Drei Kontrollen reduzieren dieses Risiko:

  1. Passwortgeschützte Transfers verwenden. HexaTransfer, SwissTransfer und Tresorit Send erlauben alle das Setzen einer Passphrase, die über einen separaten Kanal geteilt wird.
  2. Ablaufdaten setzen. Sieben Tage sind normalerweise genug für einen Investor zum Herunterladen und Prüfen.
  3. PDFs mit dem Namen des Empfängers wasserzeichnen. Tools wie DocSend (15 Euro/Nutzer/Monat) tun das automatisch und verfolgen Öffnungen.

Für Term-Sheets und unterzeichnete Dokumente zu einer richtigen E-Signatur-Plattform wechseln – Docusign, Dropbox Sign oder das Free-Tier von Documenso für datenschutzbewusste Teams. Keine gescannten PDFs von unterzeichneten NDAs per E-Mail.

Auftragnehmer- und Freelancer-Übergaben verwalten

Frühe Startups laufen auf Freelancern: ein Designer in Lissabon, ein Entwickler in Bangalore, ein Texter in Hamburg. Jeder bringt seine eigenen Tools und seine eigene Sicherheitshaltung mit.

Die Eingangsseite standardisieren. Eine gebrandete Upload-Seite erstellen – Dienste wie Filestage, Frame.io oder ein einfacher Transfer-Link in der Willkommens-E-Mail – damit Auftragnehmer keine Dateien in welche Cloud sie bevorzugen ablegen. Lieferungen nach Projekt und Auftragnehmer taggen, damit sie sechs Monate später auffindbar sind, wenn ein DSGVO-Auskunftsersuchen oder ein Markenanmeldungsstreit entsteht.

Für ausgehende Briefings: Ein einzelnes ZIP mit Brand-Assets, dem Leistungsumfang und dem unterzeichneten NDA senden. Ein Transfer, ein Passwort, ein Ablaufdatum. Das ist sauberer als sechs Anhänge per E-Mail und die Hoffnung, dass der Designer das NDA nicht verliert.

Compliance ohne Enterprise-Preisschild

Wenn Ihr Startup Gesundheitsdaten berührt, benötigen Sie einen BAA-unterzeichnenden Anbieter. Google Workspace und Dropbox Business bieten beide Business Associate Agreements auf bezahlten Plänen an.

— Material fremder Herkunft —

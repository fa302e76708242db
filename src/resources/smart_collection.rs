//! Smart collections, rule-driven product groupings.

use chrono::{DateTime, Utc};
use serde::{Deserialize, Serialize};

use crate::client::{Client, ClientError};

use super::{CountOptions, ListOptions};

const SMART_COLLECTIONS_BASE_PATH: &str = "smart_collections";

/// A membership rule. Products matching the rule (or all rules, depending on
/// the collection's `disjunctive` flag) belong to the collection.
#[derive(Debug, Clone, Default, PartialEq, Eq, Serialize, Deserialize)]
pub struct Rule {
    pub column: String,
    pub relation: String,
    pub condition: String,
}

/// A smart collection.
#[derive(Debug, Clone, Default, PartialEq, Serialize, Deserialize)]
pub struct SmartCollection {
    #[serde(skip_serializing_if = "Option::is_none")]
    pub id: Option<u64>,
    #[serde(skip_serializing_if = "Option::is_none")]
    pub handle: Option<String>,
    #[serde(skip_serializing_if = "Option::is_none")]
    pub title: Option<String>,
    #[serde(skip_serializing_if = "Option::is_none")]
    pub updated_at: Option<DateTime<Utc>>,
    #[serde(skip_serializing_if = "Option::is_none")]
    pub body_html: Option<String>,
    #[serde(skip_serializing_if = "Option::is_none")]
    pub sort_order: Option<String>,
    #[serde(skip_serializing_if = "Option::is_none")]
    pub template_suffix: Option<String>,
    #[serde(skip_serializing_if = "Option::is_none")]
    pub published: Option<bool>,
    #[serde(skip_serializing_if = "Option::is_none")]
    pub published_at: Option<DateTime<Utc>>,
    #[serde(skip_serializing_if = "Option::is_none")]
    pub published_scope: Option<String>,
    #[serde(skip_serializing_if = "Option::is_none")]
    pub rules: Option<Vec<Rule>>,
    #[serde(skip_serializing_if = "Option::is_none")]
    pub disjunctive: Option<bool>,
}

#[derive(Serialize, Deserialize)]
struct SmartCollectionEnvelope {
    smart_collection: SmartCollection,
}

#[derive(Deserialize)]
struct SmartCollectionsEnvelope {
    smart_collections: Vec<SmartCollection>,
}

/// Service for the smart collection endpoints.
pub struct SmartCollectionService<'a> {
    pub(crate) client: &'a Client,
}

impl SmartCollectionService<'_> {
    /// List smart collections.
    pub async fn list(
        &self,
        options: Option<&ListOptions>,
    ) -> Result<Vec<SmartCollection>, ClientError> {
        let envelope: SmartCollectionsEnvelope = self
            .client
            .get(&format!("{SMART_COLLECTIONS_BASE_PATH}.json"), options)
            .await?;
        Ok(envelope.smart_collections)
    }

    /// Count smart collections.
    pub async fn count(&self, options: Option<&CountOptions>) -> Result<u64, ClientError> {
        self.client
            .count(&format!("{SMART_COLLECTIONS_BASE_PATH}/count.json"), options)
            .await
    }

    /// Fetch a single smart collection.
    pub async fn get(&self, collection_id: u64) -> Result<SmartCollection, ClientError> {
        let envelope: SmartCollectionEnvelope = self
            .client
            .get(
                &format!("{SMART_COLLECTIONS_BASE_PATH}/{collection_id}.json"),
                None::<&()>,
            )
            .await?;
        Ok(envelope.smart_collection)
    }

    /// Create a smart collection.
    pub async fn create(
        &self,
        collection: SmartCollection,
    ) -> Result<SmartCollection, ClientError> {
        let envelope: SmartCollectionEnvelope = self
            .client
            .post(
                &format!("{SMART_COLLECTIONS_BASE_PATH}.json"),
                &SmartCollectionEnvelope {
                    smart_collection: collection,
                },
            )
            .await?;
        Ok(envelope.smart_collection)
    }

    /// Update a smart collection. The collection's `id` selects the record.
    pub async fn update(
        &self,
        collection: SmartCollection,
    ) -> Result<SmartCollection, ClientError> {
        let collection_id = collection.id.unwrap_or_default();
        let envelope: SmartCollectionEnvelope = self
            .client
            .put(
                &format!("{SMART_COLLECTIONS_BASE_PATH}/{collection_id}.json"),
                &SmartCollectionEnvelope {
                    smart_collection: collection,
                },
            )
            .await?;
        Ok(envelope.smart_collection)
    }

    /// Delete a smart collection.
    pub async fn delete(&self, collection_id: u64) -> Result<(), ClientError> {
        self.client
            .delete(&format!("{SMART_COLLECTIONS_BASE_PATH}/{collection_id}.json"))
            .await
    }
}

Für Zahlungsdaten gilt PCI DSS 4.0, sobald Sie Karteninhaberdaten speichern, verarbeiten oder übertragen. Die meisten frühen Startups lagern das an Stripe aus und berühren nie eine PAN direkt, aber wenn Sie ein Fintech aufbauen, Fälle für DSGVO-konformes Datei-Handling bereits von Anfang an in die Architektur einplanen. Das bedeutet normalerweise verschlüsselter Objektspeicher (AWS S3 mit SSE-KMS, Backblaze B2 mit serverseitiger Verschlüsselung) und keine Karteninhaberdaten in E-Mail oder Chat.

DSGVO Artikel 30 verlangt Aufzeichnungen über Verarbeitungstätigkeiten, sobald 250 Mitarbeiter erreicht sind oder Daten verarbeitet werden, die „voraussichtlich ein Risiko für Rechte und Freiheiten natürlicher Personen" darstellen. Für ein 5-köpfiges Startup, das EU-Anmeldungen verarbeitet, reicht ein einseitiges ROPA in Notion. Nicht überkonstruieren.

Wann in ein dediziertes DMS investieren

Ab Series A bricht der Ad-hoc-Ansatz zusammen. Rechtsdokumente sind in DocuSign, Finanzmodelle in Drive, Quellcode in GitHub, und Designdateien in Figma. Die neueste Version des Cap Tables zu finden dauert 20 Minuten.

Dann rechnet sich ein Dokumentenmanagementsystem. Startup-freundliche Optionen:

  • Notion (10 Euro/Nutzer/Monat) für interne Wikis und leichtes Dokumenten-Storage
  • Coda (ähnliche Preise) für datenbankintensive Teams
  • Document360 oder GitBook für kundenorientierte Wissensdatenbanken
  • Ironclad oder Pactsafe für Contract Lifecycle Management (teurer, ab 500 Euro/Monat)

Keines dieser Tools ersetzt ein Datei-Transfer-Tool. Sie sind der Ort, an dem die finale Version lebt; Transfers sind der Weg, neues Material herein und heraus zu bewegen.

Den Stack schlank halten beim Wachsen

Das Versagensmuster bei Series B ist Tool-Wildwuchs. Plötzlich ist der Vertrieb auf Dropbox, Engineering auf Box und Marketing auf Google Drive – jedes mit eigener Abrechnung, eigenem SSO-Config und eigenen verwaisten Shared Folders. Vierteljährlich prüfen. Ungenutzte Accounts löschen. Abgelaufene Freigabelinks widerrufen. Ein kostenloses Tool wie Cloudsploit oder Scoutsuite nutzen, um öffentliche S3-Buckets und überprivilegierte Drive-Ordner zu finden, bevor es ein Pentester oder Journalist tut.